WHAT YOU WILL DO
Every line of the material is to be reproduced verbatim.
>>>
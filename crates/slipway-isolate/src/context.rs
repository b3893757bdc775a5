//! Isolation contexts: the sealed resource set a provider resolves against.

use camino::Utf8PathBuf;

use crate::error::IsolateError;
use crate::resource::ResourceSpec;
use crate::scope::ResolutionScope;

/// Builder collecting the raw material of an isolation context.
#[derive(Debug, Clone, Default)]
pub struct ContextProfile {
    scope: ResolutionScope,
    resources: Vec<ResourceSpec>,
}

impl ContextProfile {
    /// Starts an empty profile for the requested scope.
    #[must_use]
    pub const fn new(scope: ResolutionScope) -> Self {
        Self {
            scope,
            resources: Vec::new(),
        }
    }

    /// Appends a resource. Order is significant: earlier resources win
    /// both deduplication and resolution.
    #[must_use]
    pub fn with_resource(mut self, resource: ResourceSpec) -> Self {
        self.resources.push(resource);
        self
    }

    /// Appends every resource from an iterator, preserving order.
    #[must_use]
    pub fn with_resources(mut self, resources: impl IntoIterator<Item = ResourceSpec>) -> Self {
        self.resources.extend(resources);
        self
    }

    /// Seals the profile: resources invisible to the requested scope are
    /// dropped and the survivors are deduplicated by their path value as
    /// given, keeping first-seen order.
    #[must_use]
    pub fn seal(self) -> IsolationContext {
        let mut roots: Vec<Utf8PathBuf> = Vec::new();
        for resource in &self.resources {
            if !self.scope.sees(resource.scope()) {
                continue;
            }
            if roots.iter().any(|existing| existing == resource.path()) {
                continue;
            }
            roots.push(resource.path().to_owned());
        }
        IsolationContext {
            scope: self.scope,
            roots,
        }
    }
}

/// A sealed resolution boundary.
///
/// Implementation names resolve against the visible roots and nothing else;
/// in particular there is no fallthrough to the host's own environment. One
/// context backs exactly one provider handle.
#[derive(Debug, Clone, PartialEq, Eq)]
pub struct IsolationContext {
    scope: ResolutionScope,
    roots: Vec<Utf8PathBuf>,
}

impl IsolationContext {
    /// Scope this context was sealed for.
    #[must_use]
    pub const fn scope(&self) -> ResolutionScope {
        self.scope
    }

    /// Visible roots in resolution order.
    #[must_use]
    pub fn roots(&self) -> &[Utf8PathBuf] {
        &self.roots
    }

    /// Locates the implementation `name` inside the context.
    ///
    /// Only bare file names can match: a name carrying path separators or
    /// parent components addresses something outside the visible set and is
    /// treated as not found.
    ///
    /// # Errors
    ///
    /// Returns [`IsolateError::ImplementationNotFound`] when no visible root
    /// holds a regular file of that name.
    pub fn resolve(&self, name: &str) -> Result<Utf8PathBuf, IsolateError> {
        if is_bare_name(name) {
            for root in &self.roots {
                let candidate = root.join(name);
                if candidate.as_std_path().is_file() {
                    return Ok(candidate);
                }
            }
        }
        Err(IsolateError::ImplementationNotFound {
            name: name.to_owned(),
            searched: self.roots.len(),
        })
    }
}

fn is_bare_name(name: &str) -> bool {
    !name.is_empty() && !name.contains(['/', '\\']) && name != "." && name != ".."
}

#[cfg(test)]
mod tests {
    use std::fs;

    use camino::Utf8Path;
    use tempfile::TempDir;

    use super::*;

    fn root_with_files(files: &[&str]) -> (TempDir, Utf8PathBuf) {
        let dir = TempDir::new().expect("tempdir");
        for file in files {
            fs::write(dir.path().join(file), b"#!/bin/sh\n").expect("write file");
        }
        let path = Utf8PathBuf::from_path_buf(dir.path().to_path_buf()).expect("utf8 tempdir");
        (dir, path)
    }

    fn test_resource(path: &Utf8Path) -> ResourceSpec {
        ResourceSpec::new(ResolutionScope::Test, path)
    }

    #[test]
    fn seal_deduplicates_preserving_first_seen_order() {
        let context = ContextProfile::new(ResolutionScope::Test)
            .with_resource(ResourceSpec::new(ResolutionScope::Test, "/b"))
            .with_resource(ResourceSpec::new(ResolutionScope::Compile, "/a"))
            .with_resource(ResourceSpec::new(ResolutionScope::Test, "/b"))
            .with_resource(ResourceSpec::new(ResolutionScope::Runtime, "/a"))
            .seal();
        assert_eq!(
            context.roots(),
            [Utf8PathBuf::from("/b"), Utf8PathBuf::from("/a")]
        );
    }

    #[test]
    fn seal_filters_resources_invisible_to_the_scope() {
        let context = ContextProfile::new(ResolutionScope::Runtime)
            .with_resource(ResourceSpec::new(ResolutionScope::Compile, "/compile"))
            .with_resource(ResourceSpec::new(ResolutionScope::Runtime, "/runtime"))
            .with_resource(ResourceSpec::new(ResolutionScope::Test, "/test-only"))
            .seal();
        assert_eq!(
            context.roots(),
            [Utf8PathBuf::from("/compile"), Utf8PathBuf::from("/runtime")]
        );
    }

    #[test]
    fn resolve_finds_a_file_in_the_first_matching_root() {
        let (_guard_a, root_a) = root_with_files(&["other-tool"]);
        let (_guard_b, root_b) = root_with_files(&["slipway-echo"]);
        let context = ContextProfile::new(ResolutionScope::Test)
            .with_resource(test_resource(&root_a))
            .with_resource(test_resource(&root_b))
            .seal();
        let resolved = context.resolve("slipway-echo").expect("resolve");
        assert_eq!(resolved, root_b.join("slipway-echo"));
    }

    #[test]
    fn resolution_order_follows_root_order() {
        let (_guard_a, root_a) = root_with_files(&["impl"]);
        let (_guard_b, root_b) = root_with_files(&["impl"]);
        let context = ContextProfile::new(ResolutionScope::Test)
            .with_resource(test_resource(&root_a))
            .with_resource(test_resource(&root_b))
            .seal();
        let resolved = context.resolve("impl").expect("resolve");
        assert_eq!(resolved, root_a.join("impl"));
    }

    #[test]
    fn resolve_reports_not_found_outside_the_visible_set() {
        let (_guard, root) = root_with_files(&["present"]);
        let context = ContextProfile::new(ResolutionScope::Test)
            .with_resource(test_resource(&root))
            .seal();
        let err = context.resolve("absent").expect_err("must fail");
        assert!(
            matches!(err, IsolateError::ImplementationNotFound { ref name, searched: 1 } if name == "absent")
        );
    }

    #[test]
    fn disjoint_contexts_cannot_see_each_other() {
        let (_guard_a, root_a) = root_with_files(&["impl-a"]);
        let (_guard_b, root_b) = root_with_files(&["impl-b"]);
        let context_a = ContextProfile::new(ResolutionScope::Test)
            .with_resource(test_resource(&root_a))
            .seal();
        let context_b = ContextProfile::new(ResolutionScope::Test)
            .with_resource(test_resource(&root_b))
            .seal();

        assert!(context_a.resolve("impl-a").is_ok());
        assert!(context_b.resolve("impl-b").is_ok());
        assert!(matches!(
            context_a.resolve("impl-b"),
            Err(IsolateError::ImplementationNotFound { .. })
        ));
        assert!(matches!(
            context_b.resolve("impl-a"),
            Err(IsolateError::ImplementationNotFound { .. })
        ));
    }

    #[test]
    fn names_with_separators_or_parent_components_never_match() {
        let (_guard, root) = root_with_files(&["impl"]);
        let outside = root.join("impl");
        let context = ContextProfile::new(ResolutionScope::Test)
            .with_resource(test_resource(&root))
            .seal();
        for name in [outside.as_str(), "../impl", "sub/impl", ".", ".."] {
            assert!(
                matches!(
                    context.resolve(name),
                    Err(IsolateError::ImplementationNotFound { .. })
                ),
                "name {name:?} must not resolve"
            );
        }
    }

    #[test]
    fn an_empty_context_resolves_nothing() {
        let context = ContextProfile::new(ResolutionScope::Test).seal();
        assert!(matches!(
            context.resolve("anything"),
            Err(IsolateError::ImplementationNotFound { searched: 0, .. })
        ));
    }
}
<<<
ANSWER SPACE
filename crates/slipway-isolate/src/context.rs
repository b3893757bdc775a5
//! Isolation contexts: the sealed resource set a provider resolves against.

use camino::Utf8PathBuf;

use crate::error::IsolateError;
use crate::resource::ResourceSpec;
use crate::scope::ResolutionScope;

/// Builder collecting the raw material of an isolation context.
#[derive(Debug, Clone, Default)]
pub struct ContextProfile {
    scope: ResolutionScope,
    resources: Vec<ResourceSpec>,
}

impl ContextProfile {
    /// Starts an empty profile for the requested scope.
    #[must_use]
    pub const fn new(scope: ResolutionScope) -> Self {
        Self {
            scope,
            resources: Vec::new(),
        }
    }

    /// Appends a resource. Order is significant: earlier resources win
    /// both deduplication and resolution.
    #[must_use]
    pub fn with_resource(mut self, resource: ResourceSpec) -> Self {
        self.resources.push(resource);
        self
    }

    /// Appends every resource from an iterator, preserving order.
    #[must_use]
    pub fn with_resources(mut self, resources: impl IntoIterator<Item = ResourceSpec>) -> Self {
        self.resources.extend(resources);
        self
    }

    /// Seals the profile: resources invisible to the requested scope are
    /// dropped and the survivors are deduplicated by their path value as
    /// given, keeping first-seen order.
    #[must_use]
    pub fn seal(self) -> IsolationContext {
        let mut roots: Vec<Utf8PathBuf> = Vec::new();
        for resource in &self.resources {
            if !self.scope.sees(resource.scope()) {
                continue;
            }
            if roots.iter().any(|existing| existing == resource.path()) {
                continue;
            }
            roots.push(resource.path().to_owned());
        }
        IsolationContext {
            scope: self.scope,
            roots,
        }
    }
}

/// A sealed resolution boundary.
///
/// Implementation names resolve against the visible roots and nothing else;
/// in particular there is no fallthrough to the host's own environment. One
/// context backs exactly one provider handle.
#[derive(Debug, Clone, PartialEq, Eq)]
pub struct IsolationContext {
    scope: ResolutionScope,
    roots: Vec<Utf8PathBuf>,
}

impl IsolationContext {
    /// Scope this context was sealed for.
    #[must_use]
    pub const fn scope(&self) -> ResolutionScope {
        self.scope
    }

    /// Visible roots in resolution order.
    #[must_use]
    pub fn roots(&self) -> &[Utf8PathBuf] {
        &self.roots
    }

    /// Locates the implementation `name` inside the context.
    ///
    /// Only bare file names can match: a name carrying path separators or
    /// parent components addresses something outside the visible set and is
    /// treated as not found.
    ///
    /// # Errors
    ///
    /// Returns [`IsolateError::ImplementationNotFound`] when no visible root
    /// holds a regular file of that name.
    pub fn resolve(&self, name: &str) -> Result<Utf8PathBuf, IsolateError> {
        if is_bare_name(name) {
            for root in &self.roots {
                let candidate = root.join(name);
                if candidate.as_std_path().is_file() {
                    return Ok(candidate);
                }
            }
        }
        Err(IsolateError::ImplementationNotFound {
            name: name.to_owned(),
            searched: self.roots.len(),
        })
    }
}

fn is_bare_name(name: &str) -> bool {
    !name.is_empty() && !name.contains(['/', '\\']) && name != "." && name != ".."
}

#[cfg(test)]
mod tests {
    use std::fs;

    use camino::Utf8Path;
    use tempfile::TempDir;

    use super::*;

    fn root_with_files(files: &[&str]) -> (TempDir, Utf8PathBuf) {
        let dir = TempDir::new().expect("tempdir");
        for file in files {
            fs::write(dir.path().join(file), b"#!/bin/sh\n").expect("write file");
        }
        let path = Utf8PathBuf::from_path_buf(dir.path().to_path_buf()).expect("utf8 tempdir");
        (dir, path)
    }

    fn test_resource(path: &Utf8Path) -> ResourceSpec {
        ResourceSpec::new(ResolutionScope::Test, path)
    }

    #[test]
    fn seal_deduplicates_preserving_first_seen_order() {
        let context = ContextProfile::new(ResolutionScope::Test)
            .with_resource(ResourceSpec::new(ResolutionScope::Test, "/b"))
            .with_resource(ResourceSpec::new(ResolutionScope::Compile, "/a"))
            .with_resource(ResourceSpec::new(ResolutionScope::Test, "/b"))
            .with_resource(ResourceSpec::new(ResolutionScope::Runtime, "/a"))
            .seal();
        assert_eq!(
            context.roots(),
            [Utf8PathBuf::from("/b"), Utf8PathBuf::from("/a")]
        );
    }

    #[test]
    fn seal_filters_resources_invisible_to_the_scope() {
        let context = ContextProfile::new(ResolutionScope::Runtime)
            .with_resource(ResourceSpec::new(ResolutionScope::Compile, "/compile"))
            .with_resource(ResourceSpec::new(ResolutionScope::Runtime, "/runtime"))
            .with_resource(ResourceSpec::new(ResolutionScope::Test, "/test-only"))
            .seal();
        assert_eq!(
            context.roots(),
            [Utf8PathBuf::from("/compile"), Utf8PathBuf::from("/runtime")]
        );
    }

    #[test]
    fn resolve_finds_a_file_in_the_first_matching_root() {
        let (_guard_a, root_a) = root_with_files(&["other-tool"]);
        let (_guard_b, root_b) = root_with_files(&["slipway-echo"]);
        let context = ContextProfile::new(ResolutionScope::Test)
            .with_resource(test_resource(&root_a))
            .with_resource(test_resource(&root_b))
            .seal();
        let resolved = context.resolve("slipway-echo").expect("resolve");
        assert_eq!(resolved, root_b.join("slipway-echo"));
    }

    #[test]
    fn resolution_order_follows_root_order() {
        let (_guard_a, root_a) = root_with_files(&["impl"]);
        let (_guard_b, root_b) = root_with_files(&["impl"]);
        let context = ContextProfile::new(ResolutionScope::Test)
            .with_resource(test_resource(&root_a))
            .with_resource(test_resource(&root_b))
            .seal();
        let resolved = context.resolve("impl").expect("resolve");
        assert_eq!(resolved, root_a.join("impl"));
    }

    #[test]
    fn resolve_reports_not_found_outside_the_visible_set() {
        let (_guard, root) = root_with_files(&["present"]);
        let context = ContextProfile::new(ResolutionScope::Test)
            .with_resource(test_resource(&root))
            .seal();
        let err = context.resolve("absent").expect_err("must fail");
        assert!(
            matches!(err, IsolateError::ImplementationNotFound { ref name, searched: 1 } if name == "absent")
        );
    }

    #[test]
    fn disjoint_contexts_cannot_see_each_other() {
        let (_guard_a, root_a) = root_with_files(&["impl-a"]);
        let (_guard_b, root_b) = root_with_files(&["impl-b"]);
        let context_a = ContextProfile::new(ResolutionScope::Test)
            .with_resource(test_resource(&root_a))
            .seal();
        let context_b = ContextProfile::new(ResolutionScope::Test)
            .with_resource(test_resource(&root_b))
            .seal();

        assert!(context_a.resolve("impl-a").is_ok());
        assert!(context_b.resolve("impl-b").is_ok());
        assert!(matches!(
            context_a.resolve("impl-b"),
            Err(IsolateError::ImplementationNotFound { .. })
        ));
        assert!(matches!(
            context_b.resolve("impl-a"),
            Err(IsolateError::ImplementationNotFound { .. })
        ));
    }

    #[test]
    fn names_with_separators_or_parent_components_never_match() {
        let (_guard, root) = root_with_files(&["impl"]);
        let outside = root.join("impl");
        let context = ContextProfile::new(ResolutionScope::Test)
            .with_resource(test_resource(&root))
            .seal();
        for name in [outside.as_str(), "../impl", "sub/impl", ".", ".."] {
            assert!(
                matches!(
                    context.resolve(name),
                    Err(IsolateError::ImplementationNotFound { .. })
                ),
                "name {name:?} must not resolve"
            );
        }
    }

    #[test]
    fn an_empty_context_resolves_nothing() {
        let context = ContextProfile::new(ResolutionScope::Test).seal();
        assert!(matches!(
            context.resolve("anything"),
            Err(IsolateError::ImplementationNotFound { searched: 0, .. })
        ));
    }
}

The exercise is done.